1. - A method for analyzing amniotic fluid, the method comprising: providing a device for measuring one or more selected biological markers in amniotic fluid; ordering the device with respect to an amniotic sac to measure amniotic fluid in situ without inserting any instrument into said amniotic sac; use said device to acquire measurement data; and processing said measurement data to obtain a value for said one or more biological markers selected in said amniotic fluid.
2. The method according to claim 1, wherein said device is a Raman spectrometer.
3. The method according to claim 2, wherein said arrangement comprises directing said spectrometer to analyze said fluid through an abdominal wall.
4. The method according to claim 2, wherein said arrangement comprises directing said spectrometer to analyze said fluid through a cervix.
5. The method according to any of claims 1 to 4, further comprising acquiring ultrasound images of the amniotic sac during said arrangement to direct or confirm that said device will measure said fluid without interference of a fetus.
6. A method to treat at least one pregnant mother and her offspring, the method comprising: a) providing a device for measuring one or more selected biological markers in amniotic fluid; b) order the device with respect to an amniotic sac to measure amniotic fluid in situ without the insertion of any instrument in said amniotic sac; c) use said device to acquire measurement data; d) processing said measurement data to obtain a value for said one or more selected markers in said amniotic fluid; and e) determine at least one of diet intervention and therapeutic intervention in response to said value.

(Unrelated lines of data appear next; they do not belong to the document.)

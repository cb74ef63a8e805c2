//! REST calls to the external advisory service.
//!
//! Client-side (`csr`): real HTTP via `gloo-net`, each request wrapped in the
//! configured timeout. Native: stubs returning `Transport` errors since these
//! endpoints are only reachable from the browser.
//!
//! ERROR HANDLING
//! ==============
//! Non-2xx statuses map to `FetchError::Status`, rejected transports to
//! `Transport`, undecodable bodies to `Decode`, and our own deadline to
//! `Timeout`. The weather endpoint's in-body `error` field becomes
//! `FetchError::Api` so callers can tell "unknown city" from "service down".

#![allow(clippy::unused_async)]

use crate::net::config::ApiConfig;
use crate::net::error::FetchError;
use crate::net::types::{
    ChatResponse, ForecastDay, PredictRequest, PredictionResult, WeatherBundle, WeatherSnapshot,
};
#[cfg(feature = "csr")]
use crate::net::types::{ChatRequest, ForecastResponse, PredictResponse};
#[cfg(feature = "csr")]
use std::future::Future;

#[cfg(not(feature = "csr"))]
const OFF_BROWSER: &str = "not available outside the browser";

/// Race a request future against the configured deadline.
#[cfg(feature = "csr")]
async fn with_timeout<T>(
    cfg: &ApiConfig,
    fut: impl Future<Output = Result<T, FetchError>>,
) -> Result<T, FetchError> {
    use futures::future::{Either, select};

    let limit = cfg.timeout();
    match select(
        Box::pin(fut),
        Box::pin(gloo_timers::future::sleep(limit)),
    )
    .await
    {
        Either::Left((out, _)) => out,
        Either::Right(((), _)) => Err(FetchError::Timeout(limit)),
    }
}

#[cfg(feature = "csr")]
async fn get_json<T: serde::de::DeserializeOwned>(
    cfg: &ApiConfig,
    path: &str,
    query: &[(&str, String)],
) -> Result<T, FetchError> {
    let url = cfg.url(path);
    let request = gloo_net::http::Request::get(&url)
        .query(query.iter().map(|(k, v)| (*k, v.as_str())));
    with_timeout(cfg, async move {
        let resp = request
            .send()
            .await
            .map_err(|e| FetchError::Transport(e.to_string()))?;
        if !resp.ok() {
            return Err(FetchError::Status(resp.status()));
        }
        resp.json::<T>()
            .await
            .map_err(|e| FetchError::Decode(e.to_string()))
    })
    .await
}

#[cfg(feature = "csr")]
async fn post_json<B: serde::Serialize, T: serde::de::DeserializeOwned>(
    cfg: &ApiConfig,
    path: &str,
    body: &B,
) -> Result<T, FetchError> {
    let url = cfg.url(path);
    let request = gloo_net::http::Request::post(&url)
        .json(body)
        .map_err(|e| FetchError::Transport(e.to_string()))?;
    with_timeout(cfg, async move {
        let resp = request
            .send()
            .await
            .map_err(|e| FetchError::Transport(e.to_string()))?;
        if !resp.ok() {
            return Err(FetchError::Status(resp.status()));
        }
        resp.json::<T>()
            .await
            .map_err(|e| FetchError::Decode(e.to_string()))
    })
    .await
}

/// `POST /predict` — crop and fertilizer recommendation.
///
/// # Errors
///
/// Returns a `FetchError` on transport failure, timeout, non-2xx status, or
/// an undecodable body.
pub async fn predict(
    cfg: &ApiConfig,
    req: &PredictRequest,
) -> Result<PredictionResult, FetchError> {
    #[cfg(feature = "csr")]
    {
        let resp: PredictResponse = post_json(cfg, "/predict", req).await?;
        Ok(resp.into())
    }
    #[cfg(not(feature = "csr"))]
    {
        let _ = (cfg, req);
        Err(FetchError::Transport(OFF_BROWSER.to_owned()))
    }
}

/// `GET /weather?city=...` — current conditions for a city.
///
/// # Errors
///
/// Besides the usual transport/status/decode kinds, an in-body `error`
/// (unknown city) is returned as `FetchError::Api`.
pub async fn current_weather(cfg: &ApiConfig, city: &str) -> Result<WeatherSnapshot, FetchError> {
    #[cfg(feature = "csr")]
    {
        let resp: crate::net::types::WeatherResponse =
            get_json(cfg, "/weather", &[("city", city.to_owned())]).await?;
        resp.into_snapshot()
    }
    #[cfg(not(feature = "csr"))]
    {
        let _ = (cfg, city);
        Err(FetchError::Transport(OFF_BROWSER.to_owned()))
    }
}

/// `GET /forecast?temperature=..&humidity=..` — forecast keyed on current
/// readings.
///
/// # Errors
///
/// Returns a `FetchError` on transport failure, timeout, non-2xx status, or
/// an undecodable body.
pub async fn forecast_for(
    cfg: &ApiConfig,
    temperature: f64,
    humidity: f64,
) -> Result<Vec<ForecastDay>, FetchError> {
    #[cfg(feature = "csr")]
    {
        let resp: ForecastResponse = get_json(
            cfg,
            "/forecast",
            &[
                ("temperature", temperature.to_string()),
                ("humidity", humidity.to_string()),
            ],
        )
        .await?;
        Ok(resp.forecast)
    }
    #[cfg(not(feature = "csr"))]
    {
        let _ = (cfg, temperature, humidity);
        Err(FetchError::Transport(OFF_BROWSER.to_owned()))
    }
}

/// `GET /forecast` — the standing 7-day forecast.
///
/// # Errors
///
/// Returns a `FetchError` on transport failure, timeout, non-2xx status, or
/// an undecodable body.
pub async fn forecast_week(cfg: &ApiConfig) -> Result<Vec<ForecastDay>, FetchError> {
    #[cfg(feature = "csr")]
    {
        let resp: ForecastResponse = get_json(cfg, "/forecast", &[]).await?;
        Ok(resp.forecast)
    }
    #[cfg(not(feature = "csr"))]
    {
        let _ = cfg;
        Err(FetchError::Transport(OFF_BROWSER.to_owned()))
    }
}

/// Two-stage weather fetch: current conditions first, then the forecast
/// keyed on the readings just returned. Sequential by design; a stage-1
/// failure (including an unknown city) aborts before stage 2 is issued.
///
/// # Errors
///
/// Propagates the first failing stage unchanged.
pub async fn weather_bundle(cfg: &ApiConfig, city: &str) -> Result<WeatherBundle, FetchError> {
    let current = current_weather(cfg, city).await?;
    let forecast = forecast_for(cfg, current.temperature, current.humidity).await?;
    Ok(WeatherBundle {
        city: city.to_owned(),
        current,
        forecast,
    })
}

/// `POST /chat` — one chatbot round trip.
///
/// # Errors
///
/// Returns a `FetchError` on transport failure, timeout, non-2xx status, or
/// an undecodable body. An absent `response` field is not an error; the
/// caller substitutes a canned fallback.
pub async fn chat(cfg: &ApiConfig, message: &str) -> Result<ChatResponse, FetchError> {
    #[cfg(feature = "csr")]
    {
        let req = ChatRequest {
            message: message.to_owned(),
        };
        post_json(cfg, "/chat", &req).await
    }
    #[cfg(not(feature = "csr"))]
    {
        let _ = (cfg, message);
        Err(FetchError::Transport(OFF_BROWSER.to_owned()))
    }
}
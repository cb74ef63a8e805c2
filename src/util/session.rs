//! Session persistence collaborator.
//!
//! The real authentication backend is out of scope; this stub keeps the
//! signed-in user as a JSON blob in `localStorage` so the route guard has a
//! session predicate to consult across reloads.

use crate::state::auth::User;

#[cfg(feature = "csr")]
const STORAGE_KEY: &str = "agropredictor_session";

/// Restore the stored session, if any. Always `None` off-browser.
pub fn read_session() -> Option<User> {
    #[cfg(feature = "csr")]
    {
        let storage = web_sys::window()?.local_storage().ok()??;
        let raw = storage.get_item(STORAGE_KEY).ok()??;
        serde_json::from_str(&raw).ok()
    }
    #[cfg(not(feature = "csr"))]
    {
        None
    }
}

/// Persist the session for the signed-in user.
pub fn store_session(user: &User) {
    #[cfg(feature = "csr")]
    {
        if let Some(storage) = web_sys::window().and_then(|w| w.local_storage().ok().flatten()) {
            if let Ok(raw) = serde_json::to_string(user) {
                let _ = storage.set_item(STORAGE_KEY, &raw);
            }
        }
    }
    #[cfg(not(feature = "csr"))]
    {
        let _ = user;
    }
}

/// Drop the stored session on sign-out.
pub fn clear_session() {
    #[cfg(feature = "csr")]
    {
        if let Some(storage) = web_sys::window().and_then(|w| w.local_storage().ok().flatten()) {
            let _ = storage.remove_item(STORAGE_KEY);
        }
    }
}
#[cfg(test)]
#[path = "auth_test.rs"]
mod auth_test;

/// The signed-in account, as stored by the session collaborator.
#[derive(Clone, Debug, PartialEq, Eq, serde::Serialize, serde::Deserialize)]
pub struct User {
    pub name: String,
    pub email: String,
}

impl User {
    /// Build a user from a sign-in email; the display name is the part
    /// before the `@`.
    pub fn from_email(email: &str) -> Self {
        let name = email.split('@').next().unwrap_or(email).to_owned();
        Self {
            name,
            email: email.to_owned(),
        }
    }
}

/// Authentication state tracking the current session and its load status.
///
/// `loading` is true only while the stored session is being restored at
/// startup; the dashboard guard waits for it before redirecting.
#[derive(Clone, Debug, Default)]
pub struct AuthState {
    pub user: Option<User>,
    pub loading: bool,
}

impl AuthState {
    pub fn signed_in(&self) -> bool {
        self.user.is_some()
    }
}
use super::*;

#[test]
fn timeout_and_transport_are_distinct_kinds() {
    let timeout = FetchError::Timeout(Duration::from_secs(15));
    let transport = FetchError::Transport("connection refused".to_owned());
    assert_ne!(timeout, transport);
}

#[test]
fn display_names_the_failure() {
    assert_eq!(
        FetchError::Status(500).to_string(),
        "unexpected status 500"
    );
    assert_eq!(
        FetchError::Api("city not found".to_owned()).to_string(),
        "city not found"
    );
    assert!(
        FetchError::Transport("refused".to_owned())
            .to_string()
            .starts_with("transport failure")
    );
}
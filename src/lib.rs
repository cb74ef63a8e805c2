//! # agropredictor
//!
//! Leptos + WASM frontend for the AgroPredictor smart-farming dashboard.
//!
//! This crate contains pages, components, application state, and the REST
//! client for the external prediction/weather/chat service. All browser-only
//! code is gated behind the `csr` feature so the state and parsing layers
//! compile and test on the native target.

pub mod app;
pub mod components;
pub mod net;
pub mod pages;
pub mod state;
pub mod util;

/// Client-side entry point: mounts the application into `<body>`.
#[cfg(feature = "csr")]
#[wasm_bindgen::prelude::wasm_bindgen(start)]
pub fn start() {
    console_error_panic_hook::set_once();
    let _ = console_log::init_with_level(log::Level::Info);
    leptos::mount::mount_to_body(app::App);
}
//! Browser-facing helpers: theme persistence, the session collaborator
//! stub, and clock access. Everything here degrades to an inert default
//! off-browser.

pub mod clock;
pub mod dark_mode;
pub mod session;
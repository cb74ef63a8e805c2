#[cfg(test)]
#[path = "toast_test.rs"]
mod toast_test;

/// How a toast should be styled.
#[derive(Clone, Copy, Debug, Default, PartialEq, Eq)]
pub enum ToastSeverity {
    #[default]
    Info,
    Success,
    Destructive,
}

/// One transient notification. Identity is the queue-assigned id; the
/// `Toaster` component auto-dismisses each toast after a fixed lifetime.
#[derive(Clone, Debug, PartialEq, Eq)]
pub struct Toast {
    pub id: u64,
    pub title: String,
    pub description: String,
    pub severity: ToastSeverity,
}

impl Toast {
    pub fn success(title: &str, description: &str) -> Self {
        Self::with_severity(ToastSeverity::Success, title, description)
    }

    pub fn destructive(title: &str, description: &str) -> Self {
        Self::with_severity(ToastSeverity::Destructive, title, description)
    }

    pub fn info(title: &str, description: &str) -> Self {
        Self::with_severity(ToastSeverity::Info, title, description)
    }

    fn with_severity(severity: ToastSeverity, title: &str, description: &str) -> Self {
        Self {
            // Real id assigned by ToastState::push.
            id: 0,
            title: title.to_owned(),
            description: description.to_owned(),
            severity,
        }
    }
}

/// Process-wide ephemeral notification queue. Append-only from components;
/// removal happens by id, either from the dismiss control or the expiry
/// timer.
#[derive(Clone, Debug, Default)]
pub struct ToastState {
    pub toasts: Vec<Toast>,
    next_id: u64,
}

impl ToastState {
    /// Enqueue a toast and return its assigned id.
    pub fn push(&mut self, mut toast: Toast) -> u64 {
        self.next_id += 1;
        toast.id = self.next_id;
        self.toasts.push(toast);
        self.next_id
    }

    /// Remove a toast by id; unknown ids are ignored.
    pub fn dismiss(&mut self, id: u64) {
        self.toasts.retain(|t| t.id != id);
    }
}
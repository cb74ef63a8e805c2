//! Dark mode initialization and toggle.
//!
//! Reads the user's preference from `localStorage` and applies the `dark`
//! class to the `<html>` element. Toggle writes back to `localStorage` and
//! updates the class. Requires a browser environment.

#[cfg(feature = "csr")]
const STORAGE_KEY: &str = "agropredictor_dark";

/// Read the dark mode preference from localStorage.
///
/// Returns `true` if the user previously enabled dark mode, or if the system
/// prefers dark mode and no preference is stored.
pub fn read_preference() -> bool {
    #[cfg(feature = "csr")]
    {
        let Some(window) = web_sys::window() else {
            return false;
        };

        // Stored preference wins over the media query.
        if let Ok(Some(storage)) = window.local_storage() {
            if let Ok(Some(val)) = storage.get_item(STORAGE_KEY) {
                return val == "true";
            }
        }

        // Fall back to system preference.
        window
            .match_media("(prefers-color-scheme: dark)")
            .ok()
            .flatten()
            .map_or(false, |mq| mq.matches())
    }
    #[cfg(not(feature = "csr"))]
    {
        false
    }
}

/// Apply or remove the `dark` class on the `<html>` element.
pub fn apply(enabled: bool) {
    #[cfg(feature = "csr")]
    {
        if let Some(doc) = web_sys::window().and_then(|w| w.document()) {
            if let Some(el) = doc.document_element() {
                let class_list = el.class_list();
                if enabled {
                    let _ = class_list.add_1("dark");
                } else {
                    let _ = class_list.remove_1("dark");
                }
            }
        }
    }
    #[cfg(not(feature = "csr"))]
    {
        let _ = enabled;
    }
}

/// Toggle dark mode and persist the new preference to localStorage.
pub fn toggle(current: bool) -> bool {
    let next = !current;
    apply(next);
    #[cfg(feature = "csr")]
    {
        if let Some(window) = web_sys::window() {
            if let Ok(Some(storage)) = window.local_storage() {
                let _ = storage.set_item(STORAGE_KEY, if next { "true" } else { "false" });
            }
        }
    }
    next
}
//! Network layer for the external prediction/weather/chat service.
//!
//! DESIGN
//! ======
//! `types` holds the wire DTOs and their pure conversions, `api` the actual
//! HTTP calls (browser-only), and `remote` the request/loading/result state
//! machine shared by every view component. Keeping conversions pure lets the
//! whole error taxonomy be tested off-browser.

pub mod api;
pub mod config;
pub mod error;
pub mod remote;
pub mod types;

7. The method according to claim 6, wherein the steps a and e are repeated during pregnancy, and step e comprises considering a response displayed on said value for at least one past intervention.
8. The method according to claim 6 or 7, wherein said mother is a human being, and the steps a to e first are performed before the 12 weeks of pregnancy.
9. The method according to claim 8, wherein an amniocentesis is performed after steps a to e are performed first, and step e is repeated using a value of said one or more selected markers obtained from said amniocentesis.
10. The method according to any of claims 7 to 9, wherein steps a to e are repeated at least three times during pregnancy.
11. The method according to any of claims 6 to 10, wherein said at least one marker comprises glucose, and said treatment is for controlling gestational diabetes.
12. The method according to claim 11, wherein said at least one marker further comprises at least one of insulin and IGF-BPI.
13. The method according to any of claims 6 to 12, wherein said device is an optical spectrometer.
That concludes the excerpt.